▶ **WHAT YOU NEED TO DO**
Write out each line of the entries below that holds the word "WHITE".

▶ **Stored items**
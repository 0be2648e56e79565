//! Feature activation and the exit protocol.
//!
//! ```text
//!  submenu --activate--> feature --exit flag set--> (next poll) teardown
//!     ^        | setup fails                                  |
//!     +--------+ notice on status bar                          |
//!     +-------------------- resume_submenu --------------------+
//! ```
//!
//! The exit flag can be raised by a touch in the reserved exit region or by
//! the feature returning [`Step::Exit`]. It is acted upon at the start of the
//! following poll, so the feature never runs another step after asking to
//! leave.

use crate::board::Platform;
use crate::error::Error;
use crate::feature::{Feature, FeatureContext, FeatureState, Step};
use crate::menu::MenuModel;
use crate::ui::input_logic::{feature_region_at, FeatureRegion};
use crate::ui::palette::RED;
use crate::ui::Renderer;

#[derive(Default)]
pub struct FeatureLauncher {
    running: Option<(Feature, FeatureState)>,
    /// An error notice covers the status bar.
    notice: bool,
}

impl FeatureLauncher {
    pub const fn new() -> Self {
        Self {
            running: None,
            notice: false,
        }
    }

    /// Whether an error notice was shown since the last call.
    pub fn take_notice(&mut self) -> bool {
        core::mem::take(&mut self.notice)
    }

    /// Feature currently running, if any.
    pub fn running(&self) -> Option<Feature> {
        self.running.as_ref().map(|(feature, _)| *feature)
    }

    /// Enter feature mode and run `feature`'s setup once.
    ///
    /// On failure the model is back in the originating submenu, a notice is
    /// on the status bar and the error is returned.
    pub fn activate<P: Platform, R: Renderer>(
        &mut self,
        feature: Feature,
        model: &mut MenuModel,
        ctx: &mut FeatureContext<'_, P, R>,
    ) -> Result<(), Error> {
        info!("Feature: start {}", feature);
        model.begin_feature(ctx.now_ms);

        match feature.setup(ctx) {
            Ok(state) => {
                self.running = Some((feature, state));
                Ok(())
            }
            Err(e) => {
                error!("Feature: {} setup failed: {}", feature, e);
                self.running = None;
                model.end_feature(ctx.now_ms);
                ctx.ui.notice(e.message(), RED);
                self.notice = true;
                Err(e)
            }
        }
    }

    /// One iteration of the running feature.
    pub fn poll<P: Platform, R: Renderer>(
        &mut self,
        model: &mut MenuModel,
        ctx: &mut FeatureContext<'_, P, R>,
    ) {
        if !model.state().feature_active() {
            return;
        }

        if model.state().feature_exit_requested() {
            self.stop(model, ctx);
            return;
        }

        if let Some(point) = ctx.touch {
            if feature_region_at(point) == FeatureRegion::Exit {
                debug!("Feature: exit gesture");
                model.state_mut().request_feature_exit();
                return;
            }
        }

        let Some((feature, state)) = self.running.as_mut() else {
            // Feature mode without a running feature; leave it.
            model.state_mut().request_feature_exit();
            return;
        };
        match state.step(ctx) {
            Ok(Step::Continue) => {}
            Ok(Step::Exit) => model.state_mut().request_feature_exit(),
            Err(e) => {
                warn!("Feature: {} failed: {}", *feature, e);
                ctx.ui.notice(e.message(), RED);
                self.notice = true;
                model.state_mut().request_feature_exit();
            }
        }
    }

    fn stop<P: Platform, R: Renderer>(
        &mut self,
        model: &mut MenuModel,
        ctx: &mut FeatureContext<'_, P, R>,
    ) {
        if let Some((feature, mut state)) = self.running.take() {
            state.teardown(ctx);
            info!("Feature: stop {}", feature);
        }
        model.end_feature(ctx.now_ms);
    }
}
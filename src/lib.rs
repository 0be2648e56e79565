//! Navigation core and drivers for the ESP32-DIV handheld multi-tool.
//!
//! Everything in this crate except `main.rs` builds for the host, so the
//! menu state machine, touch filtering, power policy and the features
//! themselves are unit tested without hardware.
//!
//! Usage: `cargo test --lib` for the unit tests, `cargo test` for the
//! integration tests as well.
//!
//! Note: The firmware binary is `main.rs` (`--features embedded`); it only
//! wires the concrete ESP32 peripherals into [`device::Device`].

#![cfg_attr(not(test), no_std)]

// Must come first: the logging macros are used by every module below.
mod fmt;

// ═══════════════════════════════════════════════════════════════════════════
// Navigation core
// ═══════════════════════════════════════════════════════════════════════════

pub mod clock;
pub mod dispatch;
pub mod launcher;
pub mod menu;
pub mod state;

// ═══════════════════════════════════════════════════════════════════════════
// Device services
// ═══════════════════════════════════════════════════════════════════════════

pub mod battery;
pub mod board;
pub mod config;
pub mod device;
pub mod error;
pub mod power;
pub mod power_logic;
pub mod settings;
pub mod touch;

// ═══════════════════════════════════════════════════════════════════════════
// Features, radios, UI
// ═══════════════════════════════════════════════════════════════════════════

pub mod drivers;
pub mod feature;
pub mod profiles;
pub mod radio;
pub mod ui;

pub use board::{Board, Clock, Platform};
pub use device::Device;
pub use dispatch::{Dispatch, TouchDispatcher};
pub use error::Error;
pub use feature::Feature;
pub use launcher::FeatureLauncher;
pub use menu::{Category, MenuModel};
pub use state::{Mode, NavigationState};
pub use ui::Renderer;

* * *

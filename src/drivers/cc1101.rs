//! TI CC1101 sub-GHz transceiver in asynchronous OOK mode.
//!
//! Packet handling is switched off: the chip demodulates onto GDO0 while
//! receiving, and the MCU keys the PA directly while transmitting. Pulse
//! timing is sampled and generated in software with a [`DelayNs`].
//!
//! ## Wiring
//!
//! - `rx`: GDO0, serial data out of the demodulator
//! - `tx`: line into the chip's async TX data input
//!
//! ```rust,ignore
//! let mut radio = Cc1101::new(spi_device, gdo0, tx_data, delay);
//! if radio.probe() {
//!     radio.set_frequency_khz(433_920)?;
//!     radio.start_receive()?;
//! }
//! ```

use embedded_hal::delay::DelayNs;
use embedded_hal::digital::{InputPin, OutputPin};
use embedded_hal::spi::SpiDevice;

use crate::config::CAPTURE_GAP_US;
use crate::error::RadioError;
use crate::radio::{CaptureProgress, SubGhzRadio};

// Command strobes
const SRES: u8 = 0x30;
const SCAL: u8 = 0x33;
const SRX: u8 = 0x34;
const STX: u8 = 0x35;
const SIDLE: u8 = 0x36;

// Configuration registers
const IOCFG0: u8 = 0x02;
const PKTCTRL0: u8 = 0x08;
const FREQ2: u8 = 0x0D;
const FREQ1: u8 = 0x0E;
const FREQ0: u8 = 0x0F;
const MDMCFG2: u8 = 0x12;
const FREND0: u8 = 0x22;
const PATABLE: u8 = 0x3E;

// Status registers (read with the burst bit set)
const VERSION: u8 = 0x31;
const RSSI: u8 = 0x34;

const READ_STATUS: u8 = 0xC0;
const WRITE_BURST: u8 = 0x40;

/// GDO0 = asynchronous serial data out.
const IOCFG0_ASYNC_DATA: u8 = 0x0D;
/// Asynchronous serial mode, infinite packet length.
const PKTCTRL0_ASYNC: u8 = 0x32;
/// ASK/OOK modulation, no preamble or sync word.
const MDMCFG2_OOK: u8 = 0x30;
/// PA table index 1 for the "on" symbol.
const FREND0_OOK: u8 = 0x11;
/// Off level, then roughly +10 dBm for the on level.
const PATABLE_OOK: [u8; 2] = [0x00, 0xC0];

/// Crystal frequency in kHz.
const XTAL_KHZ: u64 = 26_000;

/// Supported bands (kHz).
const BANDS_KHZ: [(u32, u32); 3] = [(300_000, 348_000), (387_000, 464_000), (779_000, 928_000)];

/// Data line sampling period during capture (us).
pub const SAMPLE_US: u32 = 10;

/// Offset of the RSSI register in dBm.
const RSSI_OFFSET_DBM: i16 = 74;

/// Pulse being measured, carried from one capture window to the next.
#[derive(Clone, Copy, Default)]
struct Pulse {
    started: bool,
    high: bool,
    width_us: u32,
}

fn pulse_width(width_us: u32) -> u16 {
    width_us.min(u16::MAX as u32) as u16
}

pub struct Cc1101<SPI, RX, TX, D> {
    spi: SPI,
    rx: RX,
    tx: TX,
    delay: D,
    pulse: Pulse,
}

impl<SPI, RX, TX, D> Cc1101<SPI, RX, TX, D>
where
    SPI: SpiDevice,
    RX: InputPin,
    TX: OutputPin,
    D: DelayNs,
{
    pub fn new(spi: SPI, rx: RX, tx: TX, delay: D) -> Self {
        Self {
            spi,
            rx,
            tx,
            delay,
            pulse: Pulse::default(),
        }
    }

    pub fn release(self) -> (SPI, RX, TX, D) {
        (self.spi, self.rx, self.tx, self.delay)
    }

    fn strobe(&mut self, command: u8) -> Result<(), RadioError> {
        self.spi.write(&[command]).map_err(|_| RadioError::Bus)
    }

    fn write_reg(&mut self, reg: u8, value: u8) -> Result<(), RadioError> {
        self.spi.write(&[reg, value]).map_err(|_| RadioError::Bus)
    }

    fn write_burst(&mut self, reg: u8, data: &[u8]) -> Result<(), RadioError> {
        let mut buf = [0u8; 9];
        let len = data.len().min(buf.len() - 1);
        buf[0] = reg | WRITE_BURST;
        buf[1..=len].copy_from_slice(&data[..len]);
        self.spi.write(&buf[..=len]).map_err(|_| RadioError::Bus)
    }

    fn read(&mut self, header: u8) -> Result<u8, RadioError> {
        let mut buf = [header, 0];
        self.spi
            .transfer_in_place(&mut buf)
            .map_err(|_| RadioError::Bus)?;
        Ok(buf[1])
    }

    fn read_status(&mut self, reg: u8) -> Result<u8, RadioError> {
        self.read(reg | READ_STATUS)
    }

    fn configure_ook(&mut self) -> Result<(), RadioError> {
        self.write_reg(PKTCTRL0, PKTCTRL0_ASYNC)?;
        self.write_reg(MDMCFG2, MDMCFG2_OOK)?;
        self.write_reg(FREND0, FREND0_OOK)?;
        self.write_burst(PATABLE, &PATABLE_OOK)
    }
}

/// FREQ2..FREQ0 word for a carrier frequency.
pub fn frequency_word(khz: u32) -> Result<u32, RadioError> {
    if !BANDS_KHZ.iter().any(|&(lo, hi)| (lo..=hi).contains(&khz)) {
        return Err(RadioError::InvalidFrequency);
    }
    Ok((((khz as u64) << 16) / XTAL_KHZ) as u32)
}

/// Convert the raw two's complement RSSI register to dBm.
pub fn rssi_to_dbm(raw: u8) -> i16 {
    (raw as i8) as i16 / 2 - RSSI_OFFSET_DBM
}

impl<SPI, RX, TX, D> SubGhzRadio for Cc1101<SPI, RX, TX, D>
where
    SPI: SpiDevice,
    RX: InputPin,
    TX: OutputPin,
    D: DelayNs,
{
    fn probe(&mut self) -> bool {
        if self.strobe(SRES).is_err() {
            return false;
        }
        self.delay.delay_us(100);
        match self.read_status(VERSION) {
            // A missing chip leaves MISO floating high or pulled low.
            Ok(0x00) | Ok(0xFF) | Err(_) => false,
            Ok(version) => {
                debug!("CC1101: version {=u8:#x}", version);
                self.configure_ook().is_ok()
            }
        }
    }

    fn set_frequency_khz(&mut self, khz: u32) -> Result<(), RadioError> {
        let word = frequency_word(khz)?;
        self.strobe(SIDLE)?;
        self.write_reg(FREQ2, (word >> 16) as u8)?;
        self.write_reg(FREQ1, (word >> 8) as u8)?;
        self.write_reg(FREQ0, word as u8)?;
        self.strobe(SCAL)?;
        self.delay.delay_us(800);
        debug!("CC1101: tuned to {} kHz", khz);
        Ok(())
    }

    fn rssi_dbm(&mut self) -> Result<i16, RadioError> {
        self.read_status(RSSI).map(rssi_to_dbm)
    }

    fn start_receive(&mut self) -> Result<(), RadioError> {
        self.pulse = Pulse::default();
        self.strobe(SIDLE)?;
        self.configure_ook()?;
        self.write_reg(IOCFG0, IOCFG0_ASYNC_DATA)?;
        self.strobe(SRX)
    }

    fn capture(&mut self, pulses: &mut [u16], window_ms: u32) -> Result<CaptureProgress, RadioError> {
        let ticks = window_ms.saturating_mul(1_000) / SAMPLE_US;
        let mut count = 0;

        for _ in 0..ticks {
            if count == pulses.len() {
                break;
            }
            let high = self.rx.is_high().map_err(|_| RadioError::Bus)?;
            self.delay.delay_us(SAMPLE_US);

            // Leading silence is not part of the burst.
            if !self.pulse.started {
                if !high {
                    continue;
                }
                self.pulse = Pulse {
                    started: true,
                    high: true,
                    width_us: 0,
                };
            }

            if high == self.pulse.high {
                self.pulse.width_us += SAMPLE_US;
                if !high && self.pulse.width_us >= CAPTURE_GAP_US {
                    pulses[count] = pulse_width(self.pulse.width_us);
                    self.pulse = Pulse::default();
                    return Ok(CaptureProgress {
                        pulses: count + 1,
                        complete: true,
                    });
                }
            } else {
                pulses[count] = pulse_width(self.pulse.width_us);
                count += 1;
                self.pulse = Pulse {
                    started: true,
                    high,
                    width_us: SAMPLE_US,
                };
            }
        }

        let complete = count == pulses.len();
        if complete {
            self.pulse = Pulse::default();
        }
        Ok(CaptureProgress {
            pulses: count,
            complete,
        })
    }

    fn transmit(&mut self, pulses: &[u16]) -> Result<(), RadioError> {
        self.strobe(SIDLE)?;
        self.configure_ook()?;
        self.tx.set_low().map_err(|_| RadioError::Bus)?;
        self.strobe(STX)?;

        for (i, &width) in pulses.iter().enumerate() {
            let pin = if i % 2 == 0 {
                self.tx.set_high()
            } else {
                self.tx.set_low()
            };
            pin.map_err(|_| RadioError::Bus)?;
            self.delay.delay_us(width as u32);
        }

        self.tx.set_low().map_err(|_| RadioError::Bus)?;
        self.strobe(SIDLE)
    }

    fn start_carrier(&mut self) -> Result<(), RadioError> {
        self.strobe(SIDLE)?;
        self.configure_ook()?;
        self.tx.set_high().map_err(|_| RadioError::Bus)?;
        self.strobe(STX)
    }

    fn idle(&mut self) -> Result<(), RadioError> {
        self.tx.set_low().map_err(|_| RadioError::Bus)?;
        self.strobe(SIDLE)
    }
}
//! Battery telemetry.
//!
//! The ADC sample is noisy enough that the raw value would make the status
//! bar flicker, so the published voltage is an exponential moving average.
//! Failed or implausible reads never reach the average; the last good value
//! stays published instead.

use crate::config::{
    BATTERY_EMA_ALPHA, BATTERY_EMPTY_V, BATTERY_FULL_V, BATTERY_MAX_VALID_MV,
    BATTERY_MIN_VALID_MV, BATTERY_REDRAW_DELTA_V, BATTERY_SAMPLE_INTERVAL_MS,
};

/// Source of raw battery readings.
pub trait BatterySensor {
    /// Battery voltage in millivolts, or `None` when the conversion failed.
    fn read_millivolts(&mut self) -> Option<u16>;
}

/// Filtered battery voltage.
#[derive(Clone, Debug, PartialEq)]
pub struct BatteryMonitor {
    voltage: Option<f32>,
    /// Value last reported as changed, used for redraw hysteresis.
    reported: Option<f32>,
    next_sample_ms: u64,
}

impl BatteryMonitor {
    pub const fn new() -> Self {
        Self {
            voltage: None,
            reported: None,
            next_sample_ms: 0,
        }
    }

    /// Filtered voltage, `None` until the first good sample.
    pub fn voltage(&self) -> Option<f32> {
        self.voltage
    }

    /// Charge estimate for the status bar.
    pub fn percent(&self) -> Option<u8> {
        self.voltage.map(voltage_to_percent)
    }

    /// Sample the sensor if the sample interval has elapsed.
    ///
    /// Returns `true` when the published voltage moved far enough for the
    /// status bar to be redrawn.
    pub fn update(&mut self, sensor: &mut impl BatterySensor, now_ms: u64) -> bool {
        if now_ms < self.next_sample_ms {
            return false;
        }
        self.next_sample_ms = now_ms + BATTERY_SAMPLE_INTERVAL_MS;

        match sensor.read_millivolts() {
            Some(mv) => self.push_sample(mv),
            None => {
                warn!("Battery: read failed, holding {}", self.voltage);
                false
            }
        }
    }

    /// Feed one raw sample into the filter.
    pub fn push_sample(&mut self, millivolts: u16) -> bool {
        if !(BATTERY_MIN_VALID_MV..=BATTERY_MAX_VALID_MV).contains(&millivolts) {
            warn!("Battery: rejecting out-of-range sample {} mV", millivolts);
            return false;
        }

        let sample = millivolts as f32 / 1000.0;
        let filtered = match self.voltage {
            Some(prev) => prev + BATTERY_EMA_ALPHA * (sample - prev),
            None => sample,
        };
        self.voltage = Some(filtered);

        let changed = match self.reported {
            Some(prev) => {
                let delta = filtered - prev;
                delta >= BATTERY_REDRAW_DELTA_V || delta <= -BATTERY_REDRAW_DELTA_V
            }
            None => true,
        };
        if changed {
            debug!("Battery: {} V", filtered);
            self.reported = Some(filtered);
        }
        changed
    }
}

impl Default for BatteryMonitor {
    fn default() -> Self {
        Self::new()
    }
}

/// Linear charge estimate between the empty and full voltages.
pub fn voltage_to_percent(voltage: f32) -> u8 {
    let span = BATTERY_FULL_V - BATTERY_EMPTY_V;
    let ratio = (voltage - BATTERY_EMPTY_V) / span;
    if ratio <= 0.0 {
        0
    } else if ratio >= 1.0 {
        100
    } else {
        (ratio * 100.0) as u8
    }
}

* * *

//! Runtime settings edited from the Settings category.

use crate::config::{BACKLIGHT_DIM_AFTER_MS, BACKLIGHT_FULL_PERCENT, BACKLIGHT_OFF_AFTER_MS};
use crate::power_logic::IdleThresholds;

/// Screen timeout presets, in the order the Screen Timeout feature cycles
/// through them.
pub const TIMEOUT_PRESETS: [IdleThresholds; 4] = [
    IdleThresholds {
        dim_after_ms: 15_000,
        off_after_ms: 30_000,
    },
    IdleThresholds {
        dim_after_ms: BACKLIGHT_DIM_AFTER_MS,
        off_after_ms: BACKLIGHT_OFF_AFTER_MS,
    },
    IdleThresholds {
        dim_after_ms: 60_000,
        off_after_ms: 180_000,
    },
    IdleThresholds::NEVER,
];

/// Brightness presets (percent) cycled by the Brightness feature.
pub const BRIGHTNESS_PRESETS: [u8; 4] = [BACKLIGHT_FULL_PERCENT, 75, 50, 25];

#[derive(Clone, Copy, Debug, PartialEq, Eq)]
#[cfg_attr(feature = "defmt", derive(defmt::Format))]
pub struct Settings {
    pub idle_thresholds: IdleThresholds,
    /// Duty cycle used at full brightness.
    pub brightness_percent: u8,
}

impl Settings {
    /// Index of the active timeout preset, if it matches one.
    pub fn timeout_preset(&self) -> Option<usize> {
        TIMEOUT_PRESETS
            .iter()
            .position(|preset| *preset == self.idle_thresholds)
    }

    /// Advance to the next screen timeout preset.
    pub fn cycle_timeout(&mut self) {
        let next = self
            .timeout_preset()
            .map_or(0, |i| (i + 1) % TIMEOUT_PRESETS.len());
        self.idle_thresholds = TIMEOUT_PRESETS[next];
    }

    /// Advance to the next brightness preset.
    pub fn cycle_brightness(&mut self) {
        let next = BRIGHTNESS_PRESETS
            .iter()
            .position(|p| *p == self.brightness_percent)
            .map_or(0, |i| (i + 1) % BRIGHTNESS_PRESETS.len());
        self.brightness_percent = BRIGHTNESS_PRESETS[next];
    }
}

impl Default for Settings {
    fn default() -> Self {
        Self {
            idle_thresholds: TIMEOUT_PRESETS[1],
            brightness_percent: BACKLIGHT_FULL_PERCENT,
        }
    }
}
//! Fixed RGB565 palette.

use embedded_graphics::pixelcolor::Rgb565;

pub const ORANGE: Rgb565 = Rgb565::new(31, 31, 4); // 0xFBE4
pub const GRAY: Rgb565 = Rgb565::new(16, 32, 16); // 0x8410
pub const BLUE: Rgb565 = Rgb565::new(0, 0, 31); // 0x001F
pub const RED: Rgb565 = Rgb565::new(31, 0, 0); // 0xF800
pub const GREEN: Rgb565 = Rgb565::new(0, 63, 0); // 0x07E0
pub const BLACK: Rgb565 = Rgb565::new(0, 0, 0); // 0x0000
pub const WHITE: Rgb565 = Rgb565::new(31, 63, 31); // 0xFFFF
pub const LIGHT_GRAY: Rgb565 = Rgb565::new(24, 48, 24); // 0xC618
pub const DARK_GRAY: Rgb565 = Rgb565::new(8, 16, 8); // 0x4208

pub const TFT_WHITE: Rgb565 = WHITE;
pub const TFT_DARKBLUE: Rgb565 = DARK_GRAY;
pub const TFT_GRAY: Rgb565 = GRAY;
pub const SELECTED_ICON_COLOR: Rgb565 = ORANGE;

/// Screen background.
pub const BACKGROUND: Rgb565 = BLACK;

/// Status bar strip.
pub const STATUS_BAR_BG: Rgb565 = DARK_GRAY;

▶ **EXERCISE OUTPUT**
pub const WHITE: Rgb565 = Rgb565::new(31, 63, 31); // 0xFFFF
pub const TFT_WHITE: Rgb565 = WHITE;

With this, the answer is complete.